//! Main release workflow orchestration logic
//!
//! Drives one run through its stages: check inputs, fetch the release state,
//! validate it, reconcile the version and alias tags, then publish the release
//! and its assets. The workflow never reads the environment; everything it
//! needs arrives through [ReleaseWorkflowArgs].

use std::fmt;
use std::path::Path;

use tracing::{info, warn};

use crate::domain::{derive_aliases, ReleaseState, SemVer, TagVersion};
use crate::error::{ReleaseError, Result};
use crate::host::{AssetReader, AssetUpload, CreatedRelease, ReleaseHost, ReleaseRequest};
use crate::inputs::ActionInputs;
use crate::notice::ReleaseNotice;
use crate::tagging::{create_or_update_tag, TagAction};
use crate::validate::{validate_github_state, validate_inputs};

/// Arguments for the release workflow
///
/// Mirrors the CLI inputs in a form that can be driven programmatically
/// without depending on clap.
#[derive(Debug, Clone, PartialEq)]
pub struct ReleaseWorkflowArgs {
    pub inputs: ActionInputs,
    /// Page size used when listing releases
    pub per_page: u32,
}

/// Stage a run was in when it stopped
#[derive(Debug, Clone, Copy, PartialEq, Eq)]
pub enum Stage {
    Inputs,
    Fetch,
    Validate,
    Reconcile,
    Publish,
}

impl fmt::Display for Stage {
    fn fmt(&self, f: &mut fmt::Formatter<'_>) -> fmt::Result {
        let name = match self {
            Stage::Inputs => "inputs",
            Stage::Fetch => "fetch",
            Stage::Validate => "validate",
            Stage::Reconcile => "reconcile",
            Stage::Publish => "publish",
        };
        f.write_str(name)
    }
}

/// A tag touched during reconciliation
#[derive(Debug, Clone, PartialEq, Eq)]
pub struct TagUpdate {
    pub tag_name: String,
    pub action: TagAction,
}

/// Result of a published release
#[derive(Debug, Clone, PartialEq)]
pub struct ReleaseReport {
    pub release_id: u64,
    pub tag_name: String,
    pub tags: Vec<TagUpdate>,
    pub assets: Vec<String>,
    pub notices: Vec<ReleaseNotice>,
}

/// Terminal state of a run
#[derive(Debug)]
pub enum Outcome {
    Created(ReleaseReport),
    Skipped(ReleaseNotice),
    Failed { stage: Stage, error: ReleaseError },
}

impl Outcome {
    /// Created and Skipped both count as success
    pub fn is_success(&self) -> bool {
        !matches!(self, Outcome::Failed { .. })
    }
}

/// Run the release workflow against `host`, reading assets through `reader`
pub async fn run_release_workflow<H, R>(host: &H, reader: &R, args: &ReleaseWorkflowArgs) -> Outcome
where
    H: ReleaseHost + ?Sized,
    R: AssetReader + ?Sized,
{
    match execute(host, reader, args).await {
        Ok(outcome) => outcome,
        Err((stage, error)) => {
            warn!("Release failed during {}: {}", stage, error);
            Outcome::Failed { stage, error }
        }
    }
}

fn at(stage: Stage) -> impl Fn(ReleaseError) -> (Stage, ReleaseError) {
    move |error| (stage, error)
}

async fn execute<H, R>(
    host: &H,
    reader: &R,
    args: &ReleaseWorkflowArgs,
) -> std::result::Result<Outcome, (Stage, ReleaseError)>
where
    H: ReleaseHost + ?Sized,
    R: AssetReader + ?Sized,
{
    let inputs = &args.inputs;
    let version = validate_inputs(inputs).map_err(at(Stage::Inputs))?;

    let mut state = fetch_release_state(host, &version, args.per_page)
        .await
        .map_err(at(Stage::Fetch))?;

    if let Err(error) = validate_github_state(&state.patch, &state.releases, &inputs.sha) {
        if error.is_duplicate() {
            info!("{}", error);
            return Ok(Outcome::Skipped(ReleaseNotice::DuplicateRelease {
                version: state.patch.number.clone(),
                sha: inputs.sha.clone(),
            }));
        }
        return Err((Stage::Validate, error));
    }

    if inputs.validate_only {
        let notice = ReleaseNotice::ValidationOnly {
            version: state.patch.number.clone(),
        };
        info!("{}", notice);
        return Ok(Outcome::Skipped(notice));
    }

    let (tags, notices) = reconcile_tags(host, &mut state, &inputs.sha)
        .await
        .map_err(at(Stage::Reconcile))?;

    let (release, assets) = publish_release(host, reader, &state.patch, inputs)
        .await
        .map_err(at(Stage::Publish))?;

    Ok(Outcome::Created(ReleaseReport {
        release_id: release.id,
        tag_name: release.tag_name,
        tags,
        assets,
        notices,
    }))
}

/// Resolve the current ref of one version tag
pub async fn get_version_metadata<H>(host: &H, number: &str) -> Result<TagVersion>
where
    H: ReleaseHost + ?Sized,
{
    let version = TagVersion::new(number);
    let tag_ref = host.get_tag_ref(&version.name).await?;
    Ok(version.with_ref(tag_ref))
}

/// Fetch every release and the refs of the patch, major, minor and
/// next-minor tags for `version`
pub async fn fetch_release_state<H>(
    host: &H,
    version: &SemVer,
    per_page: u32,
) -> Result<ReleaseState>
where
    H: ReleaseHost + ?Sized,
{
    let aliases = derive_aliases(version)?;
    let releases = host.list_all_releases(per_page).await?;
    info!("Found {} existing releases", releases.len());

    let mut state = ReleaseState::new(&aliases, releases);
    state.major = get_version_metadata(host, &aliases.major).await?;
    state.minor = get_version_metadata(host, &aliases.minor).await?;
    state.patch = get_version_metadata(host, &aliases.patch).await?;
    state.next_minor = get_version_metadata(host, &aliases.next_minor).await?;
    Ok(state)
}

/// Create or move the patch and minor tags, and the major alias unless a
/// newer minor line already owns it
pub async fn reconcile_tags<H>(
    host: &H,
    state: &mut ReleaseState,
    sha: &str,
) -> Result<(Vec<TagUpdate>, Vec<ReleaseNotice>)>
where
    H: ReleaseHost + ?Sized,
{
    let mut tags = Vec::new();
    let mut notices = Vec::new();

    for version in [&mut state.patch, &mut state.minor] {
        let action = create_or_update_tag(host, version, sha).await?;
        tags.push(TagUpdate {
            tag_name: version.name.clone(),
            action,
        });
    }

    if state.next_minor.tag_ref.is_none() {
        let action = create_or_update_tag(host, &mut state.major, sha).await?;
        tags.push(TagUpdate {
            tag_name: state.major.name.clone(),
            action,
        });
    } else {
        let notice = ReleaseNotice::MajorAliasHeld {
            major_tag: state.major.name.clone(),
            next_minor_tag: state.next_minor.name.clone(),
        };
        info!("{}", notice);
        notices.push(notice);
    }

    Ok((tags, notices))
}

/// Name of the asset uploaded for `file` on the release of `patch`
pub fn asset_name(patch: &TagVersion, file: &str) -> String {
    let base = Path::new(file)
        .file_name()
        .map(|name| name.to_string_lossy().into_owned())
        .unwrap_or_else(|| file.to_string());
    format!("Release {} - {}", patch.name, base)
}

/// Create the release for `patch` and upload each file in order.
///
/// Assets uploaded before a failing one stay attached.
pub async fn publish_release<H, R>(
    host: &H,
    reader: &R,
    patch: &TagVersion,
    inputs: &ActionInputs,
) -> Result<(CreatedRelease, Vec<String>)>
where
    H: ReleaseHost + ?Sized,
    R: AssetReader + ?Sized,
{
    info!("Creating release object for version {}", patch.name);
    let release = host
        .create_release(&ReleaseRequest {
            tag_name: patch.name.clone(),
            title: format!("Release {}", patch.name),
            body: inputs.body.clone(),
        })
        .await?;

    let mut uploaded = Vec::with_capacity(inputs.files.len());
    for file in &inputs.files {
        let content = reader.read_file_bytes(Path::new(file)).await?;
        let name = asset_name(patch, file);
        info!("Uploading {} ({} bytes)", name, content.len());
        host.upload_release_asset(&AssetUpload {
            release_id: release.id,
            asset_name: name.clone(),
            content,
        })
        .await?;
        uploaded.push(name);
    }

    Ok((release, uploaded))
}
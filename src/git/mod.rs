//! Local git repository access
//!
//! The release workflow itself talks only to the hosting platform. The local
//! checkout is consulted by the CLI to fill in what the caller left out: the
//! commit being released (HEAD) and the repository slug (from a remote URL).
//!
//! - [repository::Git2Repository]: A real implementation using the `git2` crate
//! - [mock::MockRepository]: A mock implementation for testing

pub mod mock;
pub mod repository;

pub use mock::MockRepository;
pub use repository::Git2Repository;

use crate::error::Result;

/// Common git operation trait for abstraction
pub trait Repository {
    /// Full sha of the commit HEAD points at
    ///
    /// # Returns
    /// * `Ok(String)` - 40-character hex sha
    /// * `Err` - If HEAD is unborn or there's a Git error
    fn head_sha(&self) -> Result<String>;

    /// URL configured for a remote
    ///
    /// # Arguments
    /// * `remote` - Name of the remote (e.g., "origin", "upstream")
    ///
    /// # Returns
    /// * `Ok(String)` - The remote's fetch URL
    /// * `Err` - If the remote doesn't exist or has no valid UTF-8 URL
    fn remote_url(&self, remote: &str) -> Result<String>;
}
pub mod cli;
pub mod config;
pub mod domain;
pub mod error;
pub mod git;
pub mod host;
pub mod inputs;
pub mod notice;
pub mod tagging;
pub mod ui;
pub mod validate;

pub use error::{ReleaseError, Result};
------------------------------------------------------------
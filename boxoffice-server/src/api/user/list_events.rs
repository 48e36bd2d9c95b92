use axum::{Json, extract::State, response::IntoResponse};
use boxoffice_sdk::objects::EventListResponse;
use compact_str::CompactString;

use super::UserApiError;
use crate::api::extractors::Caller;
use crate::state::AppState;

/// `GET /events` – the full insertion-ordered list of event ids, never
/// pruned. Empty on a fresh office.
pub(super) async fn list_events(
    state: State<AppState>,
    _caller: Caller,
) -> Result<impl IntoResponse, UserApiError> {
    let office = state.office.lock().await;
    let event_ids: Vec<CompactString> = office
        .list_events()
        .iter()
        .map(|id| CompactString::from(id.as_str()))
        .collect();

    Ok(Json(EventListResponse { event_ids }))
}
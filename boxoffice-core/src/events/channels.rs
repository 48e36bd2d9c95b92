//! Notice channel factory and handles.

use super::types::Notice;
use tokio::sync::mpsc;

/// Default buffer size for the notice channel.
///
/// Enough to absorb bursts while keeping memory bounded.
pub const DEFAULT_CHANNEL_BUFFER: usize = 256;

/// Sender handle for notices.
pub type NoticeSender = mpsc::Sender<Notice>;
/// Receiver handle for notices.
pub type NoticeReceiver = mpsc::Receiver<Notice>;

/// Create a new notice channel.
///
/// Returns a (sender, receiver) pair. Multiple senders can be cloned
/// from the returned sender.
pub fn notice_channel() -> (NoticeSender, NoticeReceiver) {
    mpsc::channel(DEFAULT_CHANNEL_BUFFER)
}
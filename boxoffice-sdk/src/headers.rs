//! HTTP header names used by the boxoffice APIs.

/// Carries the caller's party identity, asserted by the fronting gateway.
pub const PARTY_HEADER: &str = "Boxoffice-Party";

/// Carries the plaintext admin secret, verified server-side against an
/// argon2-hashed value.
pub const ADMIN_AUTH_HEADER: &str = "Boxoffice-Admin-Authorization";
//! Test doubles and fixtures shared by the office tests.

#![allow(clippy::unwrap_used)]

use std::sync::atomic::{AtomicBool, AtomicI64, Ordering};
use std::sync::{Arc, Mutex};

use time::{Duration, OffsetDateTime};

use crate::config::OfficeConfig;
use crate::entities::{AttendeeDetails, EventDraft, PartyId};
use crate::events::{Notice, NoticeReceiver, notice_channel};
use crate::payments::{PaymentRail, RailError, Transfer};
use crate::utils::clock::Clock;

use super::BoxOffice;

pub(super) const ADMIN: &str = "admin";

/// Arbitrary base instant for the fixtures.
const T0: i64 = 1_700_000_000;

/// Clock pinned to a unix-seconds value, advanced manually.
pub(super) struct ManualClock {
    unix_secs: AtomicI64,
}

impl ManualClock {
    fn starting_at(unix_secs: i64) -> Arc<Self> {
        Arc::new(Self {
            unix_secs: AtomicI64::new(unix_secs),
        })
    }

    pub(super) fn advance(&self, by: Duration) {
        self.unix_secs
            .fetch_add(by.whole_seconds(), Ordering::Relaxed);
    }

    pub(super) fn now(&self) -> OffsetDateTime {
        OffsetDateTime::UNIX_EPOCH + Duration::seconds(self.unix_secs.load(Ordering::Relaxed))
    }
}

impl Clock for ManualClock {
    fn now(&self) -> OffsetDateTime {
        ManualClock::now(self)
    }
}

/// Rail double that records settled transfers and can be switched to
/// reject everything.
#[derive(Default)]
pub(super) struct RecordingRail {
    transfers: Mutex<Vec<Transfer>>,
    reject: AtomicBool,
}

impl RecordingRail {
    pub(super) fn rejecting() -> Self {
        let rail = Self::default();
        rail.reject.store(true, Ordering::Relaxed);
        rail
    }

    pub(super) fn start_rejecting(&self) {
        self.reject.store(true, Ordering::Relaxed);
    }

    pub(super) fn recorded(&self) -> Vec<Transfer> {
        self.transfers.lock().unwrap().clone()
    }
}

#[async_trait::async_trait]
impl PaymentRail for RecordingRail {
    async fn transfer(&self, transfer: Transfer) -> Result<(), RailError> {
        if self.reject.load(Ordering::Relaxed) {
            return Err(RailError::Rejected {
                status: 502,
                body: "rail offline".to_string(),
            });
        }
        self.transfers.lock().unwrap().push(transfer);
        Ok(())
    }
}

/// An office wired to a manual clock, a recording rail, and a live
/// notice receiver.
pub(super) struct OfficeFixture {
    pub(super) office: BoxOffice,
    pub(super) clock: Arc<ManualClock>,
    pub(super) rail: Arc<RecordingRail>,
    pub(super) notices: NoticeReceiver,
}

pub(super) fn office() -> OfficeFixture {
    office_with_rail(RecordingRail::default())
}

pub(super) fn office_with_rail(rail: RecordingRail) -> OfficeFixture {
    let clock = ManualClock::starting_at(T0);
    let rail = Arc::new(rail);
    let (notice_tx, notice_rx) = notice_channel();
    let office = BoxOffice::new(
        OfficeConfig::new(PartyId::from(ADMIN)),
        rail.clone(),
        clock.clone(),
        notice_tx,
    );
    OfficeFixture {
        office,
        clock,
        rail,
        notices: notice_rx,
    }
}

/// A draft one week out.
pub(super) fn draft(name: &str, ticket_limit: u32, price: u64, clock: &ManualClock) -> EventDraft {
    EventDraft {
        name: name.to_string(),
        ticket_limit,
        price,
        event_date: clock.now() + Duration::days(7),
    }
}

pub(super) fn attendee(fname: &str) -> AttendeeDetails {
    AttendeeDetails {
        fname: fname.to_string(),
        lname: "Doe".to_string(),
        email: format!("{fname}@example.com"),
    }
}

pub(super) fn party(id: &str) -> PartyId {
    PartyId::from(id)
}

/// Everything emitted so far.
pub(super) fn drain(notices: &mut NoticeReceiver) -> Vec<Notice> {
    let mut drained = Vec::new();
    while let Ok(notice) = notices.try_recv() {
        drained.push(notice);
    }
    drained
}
------------------------------------------------------------
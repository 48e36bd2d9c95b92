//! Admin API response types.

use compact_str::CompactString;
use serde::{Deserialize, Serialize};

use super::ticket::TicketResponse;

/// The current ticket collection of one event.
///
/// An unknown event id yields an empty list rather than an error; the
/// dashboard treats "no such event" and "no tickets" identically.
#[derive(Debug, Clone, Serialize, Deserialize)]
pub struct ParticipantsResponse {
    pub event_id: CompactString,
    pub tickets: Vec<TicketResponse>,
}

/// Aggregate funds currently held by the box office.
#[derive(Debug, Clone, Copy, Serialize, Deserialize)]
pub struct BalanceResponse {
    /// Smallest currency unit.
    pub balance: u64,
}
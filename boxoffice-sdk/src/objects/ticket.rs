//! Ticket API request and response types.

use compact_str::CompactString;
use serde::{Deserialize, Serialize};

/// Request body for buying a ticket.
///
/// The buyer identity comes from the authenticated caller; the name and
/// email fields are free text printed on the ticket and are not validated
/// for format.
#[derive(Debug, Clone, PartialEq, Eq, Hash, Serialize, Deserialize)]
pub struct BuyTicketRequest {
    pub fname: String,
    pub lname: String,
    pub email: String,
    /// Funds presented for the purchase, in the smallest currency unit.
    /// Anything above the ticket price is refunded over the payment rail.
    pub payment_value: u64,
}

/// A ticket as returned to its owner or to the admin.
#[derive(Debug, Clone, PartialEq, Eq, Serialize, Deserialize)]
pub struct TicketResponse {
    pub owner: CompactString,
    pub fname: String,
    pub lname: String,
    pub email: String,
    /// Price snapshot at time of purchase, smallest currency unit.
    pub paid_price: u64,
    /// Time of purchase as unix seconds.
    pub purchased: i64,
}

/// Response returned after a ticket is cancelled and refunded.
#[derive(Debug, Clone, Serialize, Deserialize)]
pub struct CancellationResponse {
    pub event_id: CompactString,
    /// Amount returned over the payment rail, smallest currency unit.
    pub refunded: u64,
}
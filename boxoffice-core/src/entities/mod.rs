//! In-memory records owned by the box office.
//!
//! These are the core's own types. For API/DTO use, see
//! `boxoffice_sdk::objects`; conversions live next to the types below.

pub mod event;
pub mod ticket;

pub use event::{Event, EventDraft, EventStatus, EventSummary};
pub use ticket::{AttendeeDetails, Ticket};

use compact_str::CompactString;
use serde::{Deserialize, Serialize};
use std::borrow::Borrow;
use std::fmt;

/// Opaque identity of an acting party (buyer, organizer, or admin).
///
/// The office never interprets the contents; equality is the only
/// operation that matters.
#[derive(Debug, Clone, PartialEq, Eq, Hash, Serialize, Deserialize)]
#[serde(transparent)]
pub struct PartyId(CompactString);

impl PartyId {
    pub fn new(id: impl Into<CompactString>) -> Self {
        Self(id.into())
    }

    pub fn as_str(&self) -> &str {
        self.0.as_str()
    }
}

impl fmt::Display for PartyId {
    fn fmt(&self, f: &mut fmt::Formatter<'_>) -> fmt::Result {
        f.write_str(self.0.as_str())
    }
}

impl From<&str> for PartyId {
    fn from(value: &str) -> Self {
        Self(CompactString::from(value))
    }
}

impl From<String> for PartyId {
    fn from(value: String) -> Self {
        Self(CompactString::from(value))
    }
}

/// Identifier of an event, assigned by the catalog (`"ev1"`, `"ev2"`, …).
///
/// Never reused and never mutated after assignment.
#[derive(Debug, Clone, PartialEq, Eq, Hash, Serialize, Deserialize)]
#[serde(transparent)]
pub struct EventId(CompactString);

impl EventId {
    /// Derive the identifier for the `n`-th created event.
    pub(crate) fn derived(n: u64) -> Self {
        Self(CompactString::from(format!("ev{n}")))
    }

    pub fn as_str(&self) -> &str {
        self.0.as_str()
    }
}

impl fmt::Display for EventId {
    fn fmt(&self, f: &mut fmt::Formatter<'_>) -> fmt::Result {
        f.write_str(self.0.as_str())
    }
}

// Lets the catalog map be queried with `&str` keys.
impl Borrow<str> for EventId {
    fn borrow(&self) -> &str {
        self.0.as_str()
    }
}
------------------------------------------------------------
Work to complete: Above are the records; from them, give again exactly the lines from the one containing "pub const DEFAULT_CHANNEL_BUFFER: usize" to the one containing "server-side against an", both lines included, and nothing more.

Exercise solution:
pub const DEFAULT_CHANNEL_BUFFER: usize = 256;

/// Sender handle for notices.
pub type NoticeSender = mpsc::Sender<Notice>;
/// Receiver handle for notices.
pub type NoticeReceiver = mpsc::Receiver<Notice>;

/// Create a new notice channel.
///
/// Returns a (sender, receiver) pair. Multiple senders can be cloned
/// from the returned sender.
pub fn notice_channel() -> (NoticeSender, NoticeReceiver) {
    mpsc::channel(DEFAULT_CHANNEL_BUFFER)
}
filename boxoffice-sdk/src/headers.rs
//! HTTP header names used by the boxoffice APIs.

/// Carries the caller's party identity, asserted by the fronting gateway.
pub const PARTY_HEADER: &str = "Boxoffice-Party";

/// Carries the plaintext admin secret, verified server-side against an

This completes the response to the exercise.